For Dragonfly see; DESIGN: Dragonfly ~ Control - Flight - Directional - by Tip Brake ~ Tip Whistle

Blade Tip Streamers: *

Run a cable down the blades, which is attached to a streamer that has a small weight on its end? Centrifugal force will pull the streamers out and some mechanism in the hubs will retract the streamers. The small weight could also be the whistle.

Option: Use leather streamers to whip anyone who does not obey the written warning and gets to close.

* The tube down the center of the blades might be required to manufacture the UniCopter blade (pultruded spar).

Paint Blade Tips:

Paint the blade tips in a color (silver on top of blade tip?) that contrasts with the normal background color.

Visual Smoke:

Eject a colored smoke out of the tip aperture while the craft is on the ground with blades rotating. This may produce a ring, if there is no wind.

Ballistic Parachute:

To be used upon a potentially craft damaging catastrophe.

BRS Home Page

#500 Canister - Capacity = 500 lbs, Weight = 20 lbs, Dimensions = 18" long x 7" diameter.

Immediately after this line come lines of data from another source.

//! Repository for the `write_off_acts` table.

use sqlx::PgPool;
use warehub_core::statuses::WriteOffActStatus;
use warehub_core::types::DbId;

use crate::models::write_off::{CreateWriteOffAct, WriteOffAct, WriteOffFilter};
use crate::repositories::ZoneProductRepo;
use crate::{clamp_limit, clamp_offset};

const COLUMNS: &str = "id, zone_id, product_id, quantity, reason, status, created_by, decided_by, \
                       decision_note, decided_at, created_at, updated_at";

/// Why an approval could not be applied to stock.
#[derive(Debug)]
pub enum ApprovalOutcome {
    Approved(WriteOffAct),
    /// The act is no longer pending.
    NotPending(WriteOffAct),
    /// The zone holds fewer units than the act writes off.
    InsufficientStock { available: i32 },
}

/// Provides operations on write-off acts.
pub struct WriteOffActRepo;

impl WriteOffActRepo {
    pub async fn create(pool: &PgPool, input: &CreateWriteOffAct) -> Result<WriteOffAct, sqlx::Error> {
        let query = format!(
            "INSERT INTO write_off_acts (zone_id, product_id, quantity, reason, created_by)
             VALUES ($1, $2, $3, $4, $5)
             RETURNING {COLUMNS}"
        );
        sqlx::query_as::<_, WriteOffAct>(&query)
            .bind(input.zone_id)
            .bind(input.product_id)
            .bind(input.quantity)
            .bind(&input.reason)
            .bind(input.created_by)
            .fetch_one(pool)
            .await
    }

    pub async fn find_by_id(pool: &PgPool, id: DbId) -> Result<Option<WriteOffAct>, sqlx::Error> {
        let query = format!("SELECT {COLUMNS} FROM write_off_acts WHERE id = $1");
        sqlx::query_as::<_, WriteOffAct>(&query)
            .bind(id)
            .fetch_optional(pool)
            .await
    }

    pub async fn list(pool: &PgPool, filter: &WriteOffFilter) -> Result<Vec<WriteOffAct>, sqlx::Error> {
        let query = format!(
            "SELECT {COLUMNS} FROM write_off_acts
             WHERE ($1::TEXT IS NULL OR status = $1)
             ORDER BY created_at DESC, id DESC
             LIMIT $2 OFFSET $3"
        );
        sqlx::query_as::<_, WriteOffAct>(&query)
            .bind(&filter.status)
            .bind(clamp_limit(filter.limit))
            .bind(clamp_offset(filter.offset))
            .fetch_all(pool)
            .await
    }

    /// Approve a pending act and take the quantity out of stock.
    ///
    /// The act row and the stock line are both locked `FOR UPDATE`; the stock
    /// line is deleted when it reaches zero. Nothing is written unless every
    /// check passes.
    pub async fn approve(
        pool: &PgPool,
        id: DbId,
        decided_by: DbId,
        decision_note: Option<&str>,
    ) -> Result<Option<ApprovalOutcome>, sqlx::Error> {
        let mut tx = pool.begin().await?;

        let query = format!("SELECT {COLUMNS} FROM write_off_acts WHERE id = $1 FOR UPDATE");
        let Some(act) = sqlx::query_as::<_, WriteOffAct>(&query)
            .bind(id)
            .fetch_optional(&mut *tx)
            .await?
        else {
            return Ok(None);
        };

        if act.status != WriteOffActStatus::Pending.as_str() {
            return Ok(Some(ApprovalOutcome::NotPending(act)));
        }

        let line = ZoneProductRepo::lock_line(&mut tx, act.zone_id, act.product_id).await?;
        let available = line.as_ref().map_or(0, |l| l.quantity);
        let Some(line) = line.filter(|l| l.quantity >= act.quantity) else {
            return Ok(Some(ApprovalOutcome::InsufficientStock { available }));
        };

        let remaining = line.quantity - act.quantity;
        if remaining == 0 {
            ZoneProductRepo::delete_in(&mut tx, line.id).await?;
        } else {
            ZoneProductRepo::set_quantity_in(&mut tx, line.id, remaining).await?;
        }

        let decided = Self::decide_in(
            &mut tx,
            id,
            WriteOffActStatus::Approved,
            decided_by,
            decision_note,
        )
        .await?;

        tx.commit().await?;
        Ok(Some(ApprovalOutcome::Approved(decided)))
    }

    /// Reject a pending act. Returns `None` if the act does not exist or is
    /// no longer pending.
    pub async fn reject(
        pool: &PgPool,
        id: DbId,
        decided_by: DbId,
        decision_note: Option<&str>,
    ) -> Result<Option<WriteOffAct>, sqlx::Error> {
        let query = format!(
            "UPDATE write_off_acts SET
                status = 'rejected', decided_by = $2, decision_note = $3, decided_at = NOW()
             WHERE id = $1 AND status = 'pending'
             RETURNING {COLUMNS}"
        );
        sqlx::query_as::<_, WriteOffAct>(&query)
            .bind(id)
            .bind(decided_by)
            .bind(decision_note)
            .fetch_optional(pool)
            .await
    }

    async fn decide_in(
        conn: &mut sqlx::PgConnection,
        id: DbId,
        status: WriteOffActStatus,
        decided_by: DbId,
        decision_note: Option<&str>,
    ) -> Result<WriteOffAct, sqlx::Error> {
        let query = format!(
            "UPDATE write_off_acts SET
                status = $2, decided_by = $3, decision_note = $4, decided_at = NOW()
             WHERE id = $1
             RETURNING {COLUMNS}"
        );
        sqlx::query_as::<_, WriteOffAct>(&query)
            .bind(id)
            .bind(status.as_str())
            .bind(decided_by)
            .bind(decision_note)
            .fetch_one(conn)
            .await
    }
}
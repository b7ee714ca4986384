pub mod admin;
pub mod auth;
pub mod catalog;
pub mod delivery;
pub mod directory;
pub mod equipment;
pub mod health;
pub mod notification;
pub mod orders;
pub mod storage;
pub mod supply;
pub mod visitor;
pub mod write_off;

use axum::Router;

use crate::state::AppState;

/// Build the `/api/v1` route tree.
///
/// Route hierarchy:
///
/// ```text
/// /employee/auth/...                        employee login, refresh, logout, me
/// /admin/employees, /admin/roles            staff accounts (admin)
///
/// /clients, /suppliers                      counterparties
/// /product-categories, /products            catalog, attributes, image upload
/// /warehouses, /shelves, /storage-zones     storage hierarchy and occupancy
/// /zone-products/{id}                       stock lines
/// /equipment-types, /equipment              equipment
///
/// /orders                                   client orders (employee side)
/// /vehicles, /delivery-tasks, /route-points delivery planning
/// /driver/tasks                             the calling driver's tasks
/// /delivery-requests, /supplies             supplier requests
/// /write-off-acts                           write-offs
/// /notifications                            employee notifications
///
/// /visitor/...                              client and supplier surface
/// ```
pub fn api_routes() -> Router<AppState> {
    Router::new()
        .nest("/employee/auth", auth::router())
        .nest("/admin", admin::router())
        .nest("/clients", directory::clients_router())
        .nest("/suppliers", directory::suppliers_router())
        .nest("/product-categories", catalog::categories_router())
        .nest("/products", catalog::products_router())
        .merge(storage::router())
        .nest("/equipment-types", equipment::types_router())
        .nest("/equipment", equipment::router())
        .nest("/orders", orders::router())
        .nest("/vehicles", delivery::vehicles_router())
        .nest("/delivery-tasks", delivery::tasks_router())
        .nest("/route-points", delivery::route_points_router())
        .nest("/driver", delivery::driver_router())
        .nest("/delivery-requests", supply::router())
        .nest("/supplies", supply::supplies_router())
        .nest("/write-off-acts", write_off::router())
        .nest("/notifications", notification::router())
        .nest("/visitor", visitor::router())
}
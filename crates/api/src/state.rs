use std::sync::Arc;

use warehub_events::{DomainEvent, EventBus, Mailer};

use crate::config::ServerConfig;

/// Shared application state available to all Axum handlers via `State<AppState>`.
///
/// This is cheaply cloneable (inner data is behind `Arc` or is already `Clone`).
#[derive(Clone)]
pub struct AppState {
    /// Database connection pool.
    pub pool: warehub_db::DbPool,
    pub config: Arc<ServerConfig>,
    /// In-process bus feeding the notification router.
    pub event_bus: Arc<EventBus>,
    /// Outgoing mail for verification codes. Falls back to a log-only
    /// mailer when SMTP is not configured.
    pub mailer: Arc<dyn Mailer>,
}

impl AppState {
    pub fn publish(&self, event: DomainEvent) {
        self.event_bus.publish(event);
    }
}
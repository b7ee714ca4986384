//! First-run seeding of the initial administrator.
//!
//! When the `employees` table is empty and both `BOOTSTRAP_ADMIN_LOGIN` and
//! `BOOTSTRAP_ADMIN_PASSWORD` are set, an `admin` account is created so the
//! rest of the staff can be added through `/admin/employees`.

use warehub_core::error::CoreError;
use warehub_core::roles::Role;
use warehub_db::models::employee::CreateEmployee;
use warehub_db::repositories::{EmployeeRepo, RoleRepo};
use warehub_db::DbPool;

use crate::auth::password::{hash_password, validate_password_strength, MIN_PASSWORD_LENGTH};
use crate::error::{AppError, AppResult};

/// Credentials for the seeded administrator.
#[derive(Debug, Clone)]
pub struct BootstrapAdmin {
    pub login: String,
    pub password: String,
    pub email: String,
}

impl BootstrapAdmin {
    /// Read `BOOTSTRAP_ADMIN_LOGIN`, `BOOTSTRAP_ADMIN_PASSWORD` and the
    /// optional `BOOTSTRAP_ADMIN_EMAIL`. Returns `None` unless both
    /// required variables are set.
    pub fn from_env() -> Option<Self> {
        let login = std::env::var("BOOTSTRAP_ADMIN_LOGIN").ok()?;
        let password = std::env::var("BOOTSTRAP_ADMIN_PASSWORD").ok()?;
        let email = std::env::var("BOOTSTRAP_ADMIN_EMAIL")
            .unwrap_or_else(|_| format!("{login}@localhost.local"));
        Some(Self {
            login,
            password,
            email,
        })
    }
}

/// Create the administrator if no employee exists yet.
///
/// Returns `true` when an account was created.
pub async fn seed_admin(pool: &DbPool, admin: &BootstrapAdmin) -> AppResult<bool> {
    if EmployeeRepo::count(pool).await? > 0 {
        return Ok(false);
    }

    validate_password_strength(&admin.password, MIN_PASSWORD_LENGTH)
        .map_err(|msg| AppError::Core(CoreError::Validation(msg)))?;
    let password_hash = hash_password(&admin.password)
        .map_err(|e| AppError::InternalError(format!("Password hashing error: {e}")))?;
    let role = RoleRepo::find_by_name(pool, Role::Admin.as_str())
        .await?
        .ok_or_else(|| AppError::InternalError("Role 'admin' is not seeded".into()))?;

    let employee = EmployeeRepo::create(
        pool,
        &CreateEmployee {
            login: admin.login.trim().to_string(),
            email: admin.email.trim().to_lowercase(),
            password_hash,
            full_name: "Administrator".into(),
            phone: None,
            role_id: role.id,
        },
    )
    .await?;

    tracing::info!(employee_id = employee.id, login = %employee.login, "Bootstrap administrator created");
    Ok(true)
}
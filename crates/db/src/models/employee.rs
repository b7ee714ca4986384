//! Employee entity model and DTOs.

use serde::{Deserialize, Serialize};
use sqlx::FromRow;
use warehub_core::types::{DbId, Timestamp};

/// Full employee row from the `employees` table.
///
/// Contains the password hash -- NEVER serialize this to API responses directly.
/// Use [`EmployeeResponse`] for external-facing output.
#[derive(Debug, Clone, FromRow)]
pub struct Employee {
    pub id: DbId,
    pub login: String,
    pub email: String,
    pub password_hash: String,
    pub full_name: String,
    pub phone: Option<String>,
    pub role_id: DbId,
    pub is_active: bool,
    pub last_login_at: Option<Timestamp>,
    pub failed_login_count: i32,
    pub locked_until: Option<Timestamp>,
    pub created_at: Timestamp,
    pub updated_at: Timestamp,
}

/// Safe employee representation for API responses (no password hash).
#[derive(Debug, Clone, Serialize)]
pub struct EmployeeResponse {
    pub id: DbId,
    pub login: String,
    pub email: String,
    pub full_name: String,
    pub phone: Option<String>,
    /// Resolved role name (e.g. `"storekeeper"`).
    pub role: String,
    pub role_id: DbId,
    pub is_active: bool,
    pub last_login_at: Option<Timestamp>,
    pub created_at: Timestamp,
}

impl EmployeeResponse {
    pub fn from_employee(e: Employee, role: String) -> Self {
        Self {
            id: e.id,
            login: e.login,
            email: e.email,
            full_name: e.full_name,
            phone: e.phone,
            role,
            role_id: e.role_id,
            is_active: e.is_active,
            last_login_at: e.last_login_at,
            created_at: e.created_at,
        }
    }
}

/// DTO for creating a new employee. The password is already hashed.
#[derive(Debug)]
pub struct CreateEmployee {
    pub login: String,
    pub email: String,
    pub password_hash: String,
    pub full_name: String,
    pub phone: Option<String>,
    pub role_id: DbId,
}

/// DTO for updating an existing employee. All fields are optional.
#[derive(Debug, Default, Deserialize)]
pub struct UpdateEmployee {
    pub email: Option<String>,
    pub full_name: Option<String>,
    pub phone: Option<String>,
    pub role_id: Option<DbId>,
    pub is_active: Option<bool>,
}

#750 Canister - Capacity = 750 lbs, Weight = 23 lbs, Dimensions = 18" long x 7" diameter.

The canister might be located in the top center of the 'T'-tail and attached by cable, down the vertical stabilizer and boom to the drive train and engine. Upon deployment, the stabilizer may brake off but so what. This cable might have a 'bunge chord' located at some location alone its length and thereby give some additional restraint to the power train upon the crafts contact with the ground.

The craft will descent with a nose down attitude therefor the lowering of the nose landing gear and/or the deployment of an airbag outside the nose and/or in the cabin may help.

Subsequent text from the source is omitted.